=== What the exercise asks ===
Your answer must consist solely of the lines from the start of the entries below through the line with "use thiserror::Error;", unchanged.

=== Data supplied ===
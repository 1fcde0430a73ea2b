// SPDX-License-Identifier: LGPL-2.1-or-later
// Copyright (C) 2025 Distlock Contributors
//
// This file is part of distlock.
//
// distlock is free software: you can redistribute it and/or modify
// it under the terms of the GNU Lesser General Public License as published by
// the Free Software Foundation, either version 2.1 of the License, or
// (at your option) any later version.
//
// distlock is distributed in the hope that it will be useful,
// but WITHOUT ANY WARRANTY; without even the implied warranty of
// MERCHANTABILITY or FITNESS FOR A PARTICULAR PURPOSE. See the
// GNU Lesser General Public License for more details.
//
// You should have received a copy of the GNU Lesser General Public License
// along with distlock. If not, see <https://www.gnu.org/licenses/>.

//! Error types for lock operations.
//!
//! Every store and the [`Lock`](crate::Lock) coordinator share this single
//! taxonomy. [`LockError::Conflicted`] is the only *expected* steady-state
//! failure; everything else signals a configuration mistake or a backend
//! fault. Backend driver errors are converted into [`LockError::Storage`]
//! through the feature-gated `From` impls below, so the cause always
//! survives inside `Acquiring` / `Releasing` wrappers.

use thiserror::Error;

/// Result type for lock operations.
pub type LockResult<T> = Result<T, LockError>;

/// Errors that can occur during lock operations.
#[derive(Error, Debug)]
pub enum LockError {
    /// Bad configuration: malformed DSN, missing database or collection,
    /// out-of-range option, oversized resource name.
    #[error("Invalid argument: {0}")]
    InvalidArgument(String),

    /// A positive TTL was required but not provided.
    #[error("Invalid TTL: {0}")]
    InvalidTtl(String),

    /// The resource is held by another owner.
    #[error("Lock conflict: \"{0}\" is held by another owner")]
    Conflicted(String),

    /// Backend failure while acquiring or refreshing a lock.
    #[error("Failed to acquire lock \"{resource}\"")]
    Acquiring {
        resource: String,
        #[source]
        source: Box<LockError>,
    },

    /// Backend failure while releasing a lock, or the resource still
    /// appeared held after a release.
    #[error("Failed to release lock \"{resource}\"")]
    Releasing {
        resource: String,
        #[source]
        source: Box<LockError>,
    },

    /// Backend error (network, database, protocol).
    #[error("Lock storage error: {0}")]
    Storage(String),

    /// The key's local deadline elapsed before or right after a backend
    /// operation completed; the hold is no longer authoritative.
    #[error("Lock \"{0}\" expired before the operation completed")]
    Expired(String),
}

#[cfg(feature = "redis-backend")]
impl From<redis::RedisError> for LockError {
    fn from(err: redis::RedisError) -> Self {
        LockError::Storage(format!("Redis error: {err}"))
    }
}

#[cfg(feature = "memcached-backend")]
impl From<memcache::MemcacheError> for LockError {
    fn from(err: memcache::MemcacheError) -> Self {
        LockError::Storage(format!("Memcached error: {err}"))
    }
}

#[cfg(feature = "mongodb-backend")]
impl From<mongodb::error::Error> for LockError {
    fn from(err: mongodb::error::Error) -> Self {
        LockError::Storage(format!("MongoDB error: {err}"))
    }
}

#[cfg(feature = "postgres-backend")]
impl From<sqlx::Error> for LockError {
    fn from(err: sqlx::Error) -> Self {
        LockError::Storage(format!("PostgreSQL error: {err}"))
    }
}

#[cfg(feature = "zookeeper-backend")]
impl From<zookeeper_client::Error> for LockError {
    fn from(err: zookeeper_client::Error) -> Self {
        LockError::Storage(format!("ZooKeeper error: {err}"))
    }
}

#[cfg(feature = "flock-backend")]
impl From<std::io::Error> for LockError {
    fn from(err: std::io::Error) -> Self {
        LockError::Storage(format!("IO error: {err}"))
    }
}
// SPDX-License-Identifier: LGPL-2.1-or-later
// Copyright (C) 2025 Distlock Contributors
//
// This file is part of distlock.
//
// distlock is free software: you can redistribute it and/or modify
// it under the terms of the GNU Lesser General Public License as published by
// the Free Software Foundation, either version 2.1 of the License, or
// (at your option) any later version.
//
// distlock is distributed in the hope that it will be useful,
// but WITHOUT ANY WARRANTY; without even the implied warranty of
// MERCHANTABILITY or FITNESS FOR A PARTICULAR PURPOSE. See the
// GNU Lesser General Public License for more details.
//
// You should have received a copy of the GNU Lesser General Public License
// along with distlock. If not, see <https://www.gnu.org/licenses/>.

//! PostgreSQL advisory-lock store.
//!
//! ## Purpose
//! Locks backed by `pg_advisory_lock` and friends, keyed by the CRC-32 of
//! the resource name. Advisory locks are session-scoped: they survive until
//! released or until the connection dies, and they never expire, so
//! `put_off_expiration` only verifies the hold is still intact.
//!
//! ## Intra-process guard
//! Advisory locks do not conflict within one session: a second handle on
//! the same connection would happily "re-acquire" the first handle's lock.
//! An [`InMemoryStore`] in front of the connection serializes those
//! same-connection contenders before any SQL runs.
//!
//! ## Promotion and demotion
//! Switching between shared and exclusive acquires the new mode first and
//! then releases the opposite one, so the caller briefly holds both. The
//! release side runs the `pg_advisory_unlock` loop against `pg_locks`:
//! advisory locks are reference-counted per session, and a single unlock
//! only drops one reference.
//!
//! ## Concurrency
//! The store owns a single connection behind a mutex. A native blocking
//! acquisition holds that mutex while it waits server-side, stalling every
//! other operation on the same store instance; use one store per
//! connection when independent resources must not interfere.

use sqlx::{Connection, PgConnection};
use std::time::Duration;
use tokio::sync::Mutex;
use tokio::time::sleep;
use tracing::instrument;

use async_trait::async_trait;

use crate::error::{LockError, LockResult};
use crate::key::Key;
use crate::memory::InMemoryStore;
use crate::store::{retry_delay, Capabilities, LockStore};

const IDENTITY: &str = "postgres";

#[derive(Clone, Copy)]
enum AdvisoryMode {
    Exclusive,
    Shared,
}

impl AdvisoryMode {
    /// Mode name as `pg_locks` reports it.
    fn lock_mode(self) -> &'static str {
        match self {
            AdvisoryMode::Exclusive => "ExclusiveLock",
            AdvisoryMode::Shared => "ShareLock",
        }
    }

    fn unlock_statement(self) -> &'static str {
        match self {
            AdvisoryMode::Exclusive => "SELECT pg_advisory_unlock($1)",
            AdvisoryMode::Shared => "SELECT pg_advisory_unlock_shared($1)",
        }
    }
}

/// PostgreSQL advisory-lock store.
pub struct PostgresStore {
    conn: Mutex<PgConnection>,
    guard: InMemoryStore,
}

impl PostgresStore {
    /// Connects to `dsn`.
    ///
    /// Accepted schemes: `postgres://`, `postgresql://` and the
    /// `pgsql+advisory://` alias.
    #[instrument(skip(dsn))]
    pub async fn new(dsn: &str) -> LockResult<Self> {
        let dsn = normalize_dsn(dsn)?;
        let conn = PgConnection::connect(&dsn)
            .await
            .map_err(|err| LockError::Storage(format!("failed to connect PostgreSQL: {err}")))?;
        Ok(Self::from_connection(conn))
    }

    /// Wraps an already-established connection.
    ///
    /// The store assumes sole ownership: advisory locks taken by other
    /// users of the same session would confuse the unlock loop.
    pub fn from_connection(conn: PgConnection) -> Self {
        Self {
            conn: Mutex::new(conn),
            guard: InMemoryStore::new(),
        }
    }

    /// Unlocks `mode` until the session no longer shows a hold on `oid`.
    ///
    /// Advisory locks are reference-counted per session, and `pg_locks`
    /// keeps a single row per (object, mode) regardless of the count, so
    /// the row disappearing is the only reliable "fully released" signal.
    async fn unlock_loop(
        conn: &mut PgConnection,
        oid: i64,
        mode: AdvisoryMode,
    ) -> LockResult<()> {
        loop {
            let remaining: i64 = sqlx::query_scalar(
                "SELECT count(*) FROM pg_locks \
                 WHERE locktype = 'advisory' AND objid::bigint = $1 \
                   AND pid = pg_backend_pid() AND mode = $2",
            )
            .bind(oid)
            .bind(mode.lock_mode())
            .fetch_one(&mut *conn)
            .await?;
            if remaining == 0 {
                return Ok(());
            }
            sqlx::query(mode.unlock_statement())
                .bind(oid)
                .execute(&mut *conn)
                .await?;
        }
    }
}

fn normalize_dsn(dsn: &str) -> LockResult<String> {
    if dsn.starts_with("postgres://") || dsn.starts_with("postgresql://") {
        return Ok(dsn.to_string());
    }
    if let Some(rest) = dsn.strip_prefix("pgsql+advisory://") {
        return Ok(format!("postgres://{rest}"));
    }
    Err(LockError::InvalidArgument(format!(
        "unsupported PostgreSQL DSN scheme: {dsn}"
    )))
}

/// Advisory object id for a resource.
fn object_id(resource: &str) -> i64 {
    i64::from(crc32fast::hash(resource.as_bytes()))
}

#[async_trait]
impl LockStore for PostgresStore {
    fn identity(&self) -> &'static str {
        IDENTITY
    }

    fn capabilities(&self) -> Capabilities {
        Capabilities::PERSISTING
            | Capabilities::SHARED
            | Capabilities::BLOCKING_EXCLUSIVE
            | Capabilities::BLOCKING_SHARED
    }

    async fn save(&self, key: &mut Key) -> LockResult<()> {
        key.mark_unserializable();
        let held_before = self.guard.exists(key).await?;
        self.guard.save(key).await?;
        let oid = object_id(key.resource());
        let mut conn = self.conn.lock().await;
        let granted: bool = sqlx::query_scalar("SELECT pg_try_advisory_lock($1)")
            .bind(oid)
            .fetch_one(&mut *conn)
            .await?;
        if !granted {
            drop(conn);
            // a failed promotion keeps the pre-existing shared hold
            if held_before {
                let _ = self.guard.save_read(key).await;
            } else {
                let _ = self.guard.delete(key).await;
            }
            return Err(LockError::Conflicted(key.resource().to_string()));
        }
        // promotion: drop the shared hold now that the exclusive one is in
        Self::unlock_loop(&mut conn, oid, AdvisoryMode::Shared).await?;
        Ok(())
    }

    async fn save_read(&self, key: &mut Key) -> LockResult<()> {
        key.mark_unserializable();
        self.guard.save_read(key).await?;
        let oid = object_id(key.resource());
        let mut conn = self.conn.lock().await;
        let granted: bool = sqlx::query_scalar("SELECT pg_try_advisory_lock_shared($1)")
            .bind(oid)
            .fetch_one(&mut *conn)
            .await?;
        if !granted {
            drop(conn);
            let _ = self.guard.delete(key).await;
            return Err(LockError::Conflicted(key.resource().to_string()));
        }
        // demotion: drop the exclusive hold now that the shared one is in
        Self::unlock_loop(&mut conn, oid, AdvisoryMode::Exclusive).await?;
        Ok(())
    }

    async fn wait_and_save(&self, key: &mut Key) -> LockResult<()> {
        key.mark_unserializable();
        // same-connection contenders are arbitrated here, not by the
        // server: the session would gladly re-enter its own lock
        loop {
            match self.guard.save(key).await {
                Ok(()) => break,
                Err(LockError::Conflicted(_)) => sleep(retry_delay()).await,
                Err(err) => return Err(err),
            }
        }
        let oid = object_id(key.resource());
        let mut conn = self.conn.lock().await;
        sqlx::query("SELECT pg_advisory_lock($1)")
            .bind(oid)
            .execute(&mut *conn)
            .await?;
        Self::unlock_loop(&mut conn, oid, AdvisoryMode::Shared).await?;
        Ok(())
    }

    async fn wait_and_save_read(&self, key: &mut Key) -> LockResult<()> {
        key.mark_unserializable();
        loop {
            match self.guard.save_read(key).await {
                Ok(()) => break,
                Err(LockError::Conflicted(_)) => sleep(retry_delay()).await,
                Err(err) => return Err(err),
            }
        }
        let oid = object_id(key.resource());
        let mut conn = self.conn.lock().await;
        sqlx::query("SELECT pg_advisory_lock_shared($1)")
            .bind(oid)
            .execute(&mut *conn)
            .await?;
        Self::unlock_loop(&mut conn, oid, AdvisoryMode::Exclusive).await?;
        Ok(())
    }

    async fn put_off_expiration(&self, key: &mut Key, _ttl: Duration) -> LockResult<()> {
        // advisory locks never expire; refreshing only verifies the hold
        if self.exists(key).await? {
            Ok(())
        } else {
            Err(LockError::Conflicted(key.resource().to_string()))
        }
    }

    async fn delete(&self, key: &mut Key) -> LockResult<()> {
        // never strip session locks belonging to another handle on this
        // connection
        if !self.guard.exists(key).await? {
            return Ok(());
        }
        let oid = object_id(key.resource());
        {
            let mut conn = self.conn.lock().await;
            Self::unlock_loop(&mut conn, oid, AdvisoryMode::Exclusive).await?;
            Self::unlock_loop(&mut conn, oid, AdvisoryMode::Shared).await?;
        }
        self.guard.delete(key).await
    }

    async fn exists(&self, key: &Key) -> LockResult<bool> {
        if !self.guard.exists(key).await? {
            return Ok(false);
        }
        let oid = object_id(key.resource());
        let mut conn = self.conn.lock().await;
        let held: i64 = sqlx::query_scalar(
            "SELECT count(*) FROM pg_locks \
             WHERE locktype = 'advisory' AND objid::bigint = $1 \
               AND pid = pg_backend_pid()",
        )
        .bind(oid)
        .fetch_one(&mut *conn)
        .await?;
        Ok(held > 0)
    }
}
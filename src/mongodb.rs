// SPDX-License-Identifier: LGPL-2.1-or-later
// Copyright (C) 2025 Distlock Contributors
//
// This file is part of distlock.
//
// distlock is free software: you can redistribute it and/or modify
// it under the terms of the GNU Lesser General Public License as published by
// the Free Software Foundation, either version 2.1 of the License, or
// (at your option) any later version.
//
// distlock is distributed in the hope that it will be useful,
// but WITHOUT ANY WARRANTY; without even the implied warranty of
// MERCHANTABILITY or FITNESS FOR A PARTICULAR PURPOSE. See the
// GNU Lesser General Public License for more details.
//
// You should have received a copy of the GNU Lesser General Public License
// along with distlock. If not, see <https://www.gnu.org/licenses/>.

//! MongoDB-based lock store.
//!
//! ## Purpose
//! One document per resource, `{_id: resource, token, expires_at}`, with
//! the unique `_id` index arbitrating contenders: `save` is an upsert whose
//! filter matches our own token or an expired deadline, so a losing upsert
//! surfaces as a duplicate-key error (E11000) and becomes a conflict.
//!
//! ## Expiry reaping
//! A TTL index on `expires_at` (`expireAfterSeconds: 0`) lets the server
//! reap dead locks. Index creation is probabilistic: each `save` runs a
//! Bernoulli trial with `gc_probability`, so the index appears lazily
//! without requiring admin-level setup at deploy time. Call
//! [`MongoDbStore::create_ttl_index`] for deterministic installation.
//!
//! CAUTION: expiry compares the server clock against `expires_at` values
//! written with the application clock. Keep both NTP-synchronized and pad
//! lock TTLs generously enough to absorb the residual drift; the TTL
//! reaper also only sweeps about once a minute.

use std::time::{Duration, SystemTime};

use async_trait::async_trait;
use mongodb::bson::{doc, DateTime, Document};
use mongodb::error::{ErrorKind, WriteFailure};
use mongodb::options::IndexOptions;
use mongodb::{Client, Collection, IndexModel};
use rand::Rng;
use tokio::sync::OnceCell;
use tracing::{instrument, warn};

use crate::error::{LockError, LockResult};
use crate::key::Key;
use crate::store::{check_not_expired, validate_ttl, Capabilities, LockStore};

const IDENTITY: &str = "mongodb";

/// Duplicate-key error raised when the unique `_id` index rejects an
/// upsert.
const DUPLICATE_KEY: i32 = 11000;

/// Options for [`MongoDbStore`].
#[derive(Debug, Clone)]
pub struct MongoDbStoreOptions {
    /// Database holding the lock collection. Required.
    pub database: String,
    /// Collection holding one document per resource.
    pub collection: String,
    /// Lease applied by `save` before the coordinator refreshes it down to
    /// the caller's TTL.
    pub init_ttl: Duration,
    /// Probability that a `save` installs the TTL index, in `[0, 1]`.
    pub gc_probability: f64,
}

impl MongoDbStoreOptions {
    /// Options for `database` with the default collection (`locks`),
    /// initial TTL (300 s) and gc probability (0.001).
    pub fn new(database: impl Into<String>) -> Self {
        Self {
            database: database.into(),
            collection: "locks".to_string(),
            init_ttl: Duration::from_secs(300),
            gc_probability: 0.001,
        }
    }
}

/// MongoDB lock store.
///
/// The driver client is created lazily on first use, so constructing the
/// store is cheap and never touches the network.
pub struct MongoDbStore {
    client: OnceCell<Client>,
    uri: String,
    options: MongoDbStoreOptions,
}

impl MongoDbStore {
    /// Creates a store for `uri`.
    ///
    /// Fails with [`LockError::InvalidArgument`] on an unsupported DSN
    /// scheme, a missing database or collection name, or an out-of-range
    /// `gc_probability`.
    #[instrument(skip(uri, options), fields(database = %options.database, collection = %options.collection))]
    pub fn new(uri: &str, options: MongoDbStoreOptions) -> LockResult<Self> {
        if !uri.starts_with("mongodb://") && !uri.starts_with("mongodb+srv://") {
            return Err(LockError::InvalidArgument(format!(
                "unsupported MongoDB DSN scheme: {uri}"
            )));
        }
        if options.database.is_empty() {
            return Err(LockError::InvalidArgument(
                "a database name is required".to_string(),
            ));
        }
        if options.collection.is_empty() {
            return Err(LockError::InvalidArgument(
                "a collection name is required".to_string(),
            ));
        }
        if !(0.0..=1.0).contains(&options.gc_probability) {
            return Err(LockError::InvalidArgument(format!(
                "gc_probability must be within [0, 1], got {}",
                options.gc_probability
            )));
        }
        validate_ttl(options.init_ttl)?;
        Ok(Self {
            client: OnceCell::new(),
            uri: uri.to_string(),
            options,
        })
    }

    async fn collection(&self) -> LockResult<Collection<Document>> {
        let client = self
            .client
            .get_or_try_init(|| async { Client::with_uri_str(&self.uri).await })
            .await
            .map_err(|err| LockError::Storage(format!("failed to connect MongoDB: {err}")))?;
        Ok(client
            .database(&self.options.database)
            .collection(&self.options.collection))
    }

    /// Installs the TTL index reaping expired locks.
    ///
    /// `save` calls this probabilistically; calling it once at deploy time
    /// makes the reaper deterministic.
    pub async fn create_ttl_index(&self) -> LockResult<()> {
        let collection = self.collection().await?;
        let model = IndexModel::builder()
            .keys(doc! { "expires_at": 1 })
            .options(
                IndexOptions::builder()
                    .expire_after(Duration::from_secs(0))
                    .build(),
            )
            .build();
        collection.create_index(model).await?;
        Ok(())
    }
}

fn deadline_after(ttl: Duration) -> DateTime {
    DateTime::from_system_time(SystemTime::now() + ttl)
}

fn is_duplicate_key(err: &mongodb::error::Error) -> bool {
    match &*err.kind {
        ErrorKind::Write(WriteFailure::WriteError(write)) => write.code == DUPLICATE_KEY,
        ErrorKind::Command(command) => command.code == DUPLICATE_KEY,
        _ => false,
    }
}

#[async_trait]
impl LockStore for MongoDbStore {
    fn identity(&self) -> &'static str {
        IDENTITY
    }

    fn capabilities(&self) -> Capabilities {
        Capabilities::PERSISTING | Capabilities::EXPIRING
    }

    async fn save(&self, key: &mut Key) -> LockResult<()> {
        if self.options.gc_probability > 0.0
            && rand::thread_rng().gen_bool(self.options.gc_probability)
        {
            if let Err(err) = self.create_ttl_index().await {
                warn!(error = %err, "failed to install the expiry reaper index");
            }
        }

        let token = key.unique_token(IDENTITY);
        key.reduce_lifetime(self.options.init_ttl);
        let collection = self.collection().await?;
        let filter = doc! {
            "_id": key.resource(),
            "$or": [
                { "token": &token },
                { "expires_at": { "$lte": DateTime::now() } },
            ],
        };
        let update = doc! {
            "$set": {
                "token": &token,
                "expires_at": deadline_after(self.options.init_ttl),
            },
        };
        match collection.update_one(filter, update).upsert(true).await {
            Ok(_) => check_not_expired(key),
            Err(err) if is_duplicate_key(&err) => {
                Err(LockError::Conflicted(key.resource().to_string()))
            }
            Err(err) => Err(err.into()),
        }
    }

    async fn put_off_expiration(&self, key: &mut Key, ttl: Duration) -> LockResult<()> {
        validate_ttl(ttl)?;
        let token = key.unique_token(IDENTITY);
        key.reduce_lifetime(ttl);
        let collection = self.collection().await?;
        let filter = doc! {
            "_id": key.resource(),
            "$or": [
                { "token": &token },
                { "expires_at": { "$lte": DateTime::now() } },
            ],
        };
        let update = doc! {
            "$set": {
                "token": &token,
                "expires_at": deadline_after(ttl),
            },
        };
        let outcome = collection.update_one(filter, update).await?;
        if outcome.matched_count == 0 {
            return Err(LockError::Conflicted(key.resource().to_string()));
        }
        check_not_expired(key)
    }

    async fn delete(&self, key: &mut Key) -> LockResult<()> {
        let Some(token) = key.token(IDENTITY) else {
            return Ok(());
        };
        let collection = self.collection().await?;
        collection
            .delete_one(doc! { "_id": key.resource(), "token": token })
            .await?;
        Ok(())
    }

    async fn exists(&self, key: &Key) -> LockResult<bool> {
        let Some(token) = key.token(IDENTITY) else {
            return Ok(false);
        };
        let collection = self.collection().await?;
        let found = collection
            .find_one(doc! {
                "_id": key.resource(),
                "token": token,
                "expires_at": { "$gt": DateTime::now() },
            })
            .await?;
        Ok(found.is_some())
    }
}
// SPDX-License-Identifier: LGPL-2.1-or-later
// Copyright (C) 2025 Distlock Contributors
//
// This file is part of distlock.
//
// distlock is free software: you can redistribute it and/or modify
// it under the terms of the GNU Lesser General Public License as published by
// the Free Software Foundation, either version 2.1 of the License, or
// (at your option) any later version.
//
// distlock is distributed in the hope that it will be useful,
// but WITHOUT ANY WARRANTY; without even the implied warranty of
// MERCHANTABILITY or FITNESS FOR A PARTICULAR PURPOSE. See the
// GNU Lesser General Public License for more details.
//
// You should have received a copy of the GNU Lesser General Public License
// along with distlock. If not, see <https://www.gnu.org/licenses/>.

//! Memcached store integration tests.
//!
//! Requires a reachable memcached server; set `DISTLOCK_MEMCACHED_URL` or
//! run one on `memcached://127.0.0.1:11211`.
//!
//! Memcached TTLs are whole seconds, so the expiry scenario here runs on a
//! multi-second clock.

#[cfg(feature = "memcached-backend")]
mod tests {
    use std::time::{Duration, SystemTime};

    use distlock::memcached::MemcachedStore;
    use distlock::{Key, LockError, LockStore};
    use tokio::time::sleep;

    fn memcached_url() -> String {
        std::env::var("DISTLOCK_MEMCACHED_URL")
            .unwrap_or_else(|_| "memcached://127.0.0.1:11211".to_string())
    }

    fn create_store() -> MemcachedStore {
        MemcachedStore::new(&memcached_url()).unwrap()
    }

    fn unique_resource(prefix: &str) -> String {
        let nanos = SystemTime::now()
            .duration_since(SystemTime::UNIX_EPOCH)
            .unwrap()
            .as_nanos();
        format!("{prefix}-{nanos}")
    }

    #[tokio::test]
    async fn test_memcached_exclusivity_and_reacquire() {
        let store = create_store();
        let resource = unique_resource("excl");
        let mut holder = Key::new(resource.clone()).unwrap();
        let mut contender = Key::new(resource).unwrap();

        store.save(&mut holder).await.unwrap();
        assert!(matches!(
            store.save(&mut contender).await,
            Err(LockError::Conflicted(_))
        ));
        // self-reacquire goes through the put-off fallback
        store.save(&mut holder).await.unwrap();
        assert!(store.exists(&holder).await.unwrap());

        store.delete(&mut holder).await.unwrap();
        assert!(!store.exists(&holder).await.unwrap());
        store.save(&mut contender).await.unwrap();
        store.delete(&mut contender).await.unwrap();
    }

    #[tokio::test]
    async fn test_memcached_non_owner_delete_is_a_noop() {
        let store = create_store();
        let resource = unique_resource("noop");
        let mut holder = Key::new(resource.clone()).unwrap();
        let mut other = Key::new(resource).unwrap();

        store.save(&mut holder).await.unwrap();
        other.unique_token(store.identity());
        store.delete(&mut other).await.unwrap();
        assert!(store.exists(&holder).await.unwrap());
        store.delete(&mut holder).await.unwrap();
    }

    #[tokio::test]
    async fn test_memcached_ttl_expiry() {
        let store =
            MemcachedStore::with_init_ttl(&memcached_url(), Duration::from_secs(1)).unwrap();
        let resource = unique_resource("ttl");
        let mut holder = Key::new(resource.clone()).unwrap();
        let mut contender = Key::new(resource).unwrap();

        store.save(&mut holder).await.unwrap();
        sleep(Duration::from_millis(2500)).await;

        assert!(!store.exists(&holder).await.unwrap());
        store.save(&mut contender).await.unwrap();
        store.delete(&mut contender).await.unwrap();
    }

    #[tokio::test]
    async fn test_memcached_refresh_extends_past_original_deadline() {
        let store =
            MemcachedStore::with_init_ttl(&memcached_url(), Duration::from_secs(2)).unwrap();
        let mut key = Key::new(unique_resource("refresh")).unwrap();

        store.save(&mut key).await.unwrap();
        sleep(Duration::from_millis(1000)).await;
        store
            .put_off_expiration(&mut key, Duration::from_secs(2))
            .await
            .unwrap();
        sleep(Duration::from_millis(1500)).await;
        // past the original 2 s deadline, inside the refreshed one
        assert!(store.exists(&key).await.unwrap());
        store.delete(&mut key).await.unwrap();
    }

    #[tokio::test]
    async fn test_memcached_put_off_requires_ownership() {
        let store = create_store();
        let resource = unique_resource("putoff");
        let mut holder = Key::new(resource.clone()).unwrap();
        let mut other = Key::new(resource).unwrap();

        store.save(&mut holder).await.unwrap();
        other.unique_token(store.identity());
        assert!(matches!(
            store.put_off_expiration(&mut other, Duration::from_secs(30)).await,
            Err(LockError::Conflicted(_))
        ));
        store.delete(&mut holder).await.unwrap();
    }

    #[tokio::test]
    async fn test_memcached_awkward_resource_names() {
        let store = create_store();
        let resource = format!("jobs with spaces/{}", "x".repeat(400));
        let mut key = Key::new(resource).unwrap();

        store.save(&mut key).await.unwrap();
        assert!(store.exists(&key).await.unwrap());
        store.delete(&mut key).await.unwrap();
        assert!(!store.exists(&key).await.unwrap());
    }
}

=== Output ===
repository 1fcde0430a73ea2b
// SPDX-License-Identifier: LGPL-2.1-or-later
// Copyright (C) 2025 Distlock Contributors
//
// This file is part of distlock.
//
// distlock is free software: you can redistribute it and/or modify
// it under the terms of the GNU Lesser General Public License as published by
// the Free Software Foundation, either version 2.1 of the License, or
// (at your option) any later version.
//
// distlock is distributed in the hope that it will be useful,
// but WITHOUT ANY WARRANTY; without even the implied warranty of
// MERCHANTABILITY or FITNESS FOR A PARTICULAR PURPOSE. See the
// GNU Lesser General Public License for more details.
//
// You should have received a copy of the GNU Lesser General Public License
// along with distlock. If not, see <https://www.gnu.org/licenses/>.

//! Error types for lock operations.
//!
//! Every store and the [`Lock`](crate::Lock) coordinator share this single
//! taxonomy. [`LockError::Conflicted`] is the only *expected* steady-state
//! failure; everything else signals a configuration mistake or a backend
//! fault. Backend driver errors are converted into [`LockError::Storage`]
//! through the feature-gated `From` impls below, so the cause always
//! survives inside `Acquiring` / `Releasing` wrappers.

use thiserror::Error;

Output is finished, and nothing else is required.